YouTubeAltra esultanza diventata un 'must', mano davanti al volto e linguaccia.
"E' nata guardando il wrestling, mi faceva impazzire quella mossa di John Cena. Una volta vinsi una partita alla Playstation contro mio fratello e gli feci quel gesto in faccia. Così l’intuizione: 'Adesso la faccio anche dopo i gol veri!'".
Il 2008/2009 del Napoli si rivela un flop, ma il cambio in panchina Reja-Donadoni nel finale di stagione a Pià regala spazio e soddisfazioni, con 4 goal segnati seppur in partite che per i partenopei ai fini della classifica non avevano valore.

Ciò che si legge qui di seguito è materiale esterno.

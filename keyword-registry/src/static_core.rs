//! Keyword registry over a library's own members only.

use std::sync::Arc;

use keyword_primitives::Result;

use crate::library::Library;
use crate::registry::{HybridCore, Keyword};

/// Registry whose only provider is the library itself.
#[derive(Debug)]
pub struct StaticCore<L = ()>
where
    L: Library,
{
    core: HybridCore<L>,
}

impl<L> StaticCore<L>
where
    L: Library,
{
    /// Discovers the keywords `owner` declares.
    ///
    /// # Errors
    ///
    /// Returns [`Error::LegacyInstance`](keyword_primitives::Error::LegacyInstance)
    /// when `owner` reports a type other than `L`.
    pub fn new(owner: L) -> Result<Self> {
        Ok(Self {
            core: HybridCore::new(owner, Vec::new())?,
        })
    }

    /// The underlying registry.
    #[must_use]
    pub fn core(&self) -> &HybridCore<L> {
        &self.core
    }

    /// The library instance.
    #[must_use]
    pub fn owner(&self) -> &Arc<L> {
        self.core.owner()
    }

    /// Sorted keyword names.
    #[must_use]
    pub fn keyword_names(&self) -> Vec<String> {
        self.core.keyword_names()
    }

    /// Looks up a keyword by name.
    #[must_use]
    pub fn resolve(&self, name: &str) -> Option<&Keyword> {
        self.core.resolve(name)
    }

    /// Looks up a keyword, failing like a missing attribute.
    ///
    /// # Errors
    ///
    /// See [`HybridCore::attribute`].
    pub fn attribute(&self, name: &str) -> Result<&Keyword> {
        self.core.attribute(name)
    }

    /// Owner member names together with every keyword name.
    #[must_use]
    pub fn dir(&self) -> Vec<String> {
        self.core.dir()
    }
}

Semplice parentesi, perchè l'anno dopo il verdeoro non gioca praticamente mai e a gennaio viene ceduto al Torino. I granata non lo riscattano, Pià rientra a Napoli ma lascia per sempre la Campania nell'estate del 2011: trasferimento a titolo definitivo al Portogruaro, fresco di promozione in Serie B.
Da lì in avanti gli anni da calciatore del brasiliano trascorrono nelle categorie inferiori con una toccata e fuga di pochi mesi in Grecia - al Larissa - e la gioia di giocare al Pergocrema col fratello Joelson. L'ultima maglia indossata è quella dell'Adrense nel 2017, avventura che fa da preludio all'annuncio del ritiro a 35 anni causa un ginocchio malandato.
"Appena sveglio mi sono subito messo a piangere, perchè ho realizzato che era davvero arrivato il momento. Da un lato ero triste, perchè smetto di fare il mestiere più bello del mondo, dall’altro ero contento, perchè mi sono anche reso conto di aver avuto la fortuna di realizzare il mio sogno".
Dopo l'addio al calcio giocato Pià è diventato procuratore, suo incarico attuale.
"Ci sono tante piccole gioie con ragazzi giovani che siamo riusciti a trovare nei campetti e abbiamo portato nelle società professionistiche. Obiettivi? Scovare dei talenti in Brasile per dare loro la possibilità di venire in Italia. Quella stessa possibilità che ho avuto io, realizzando un sogno".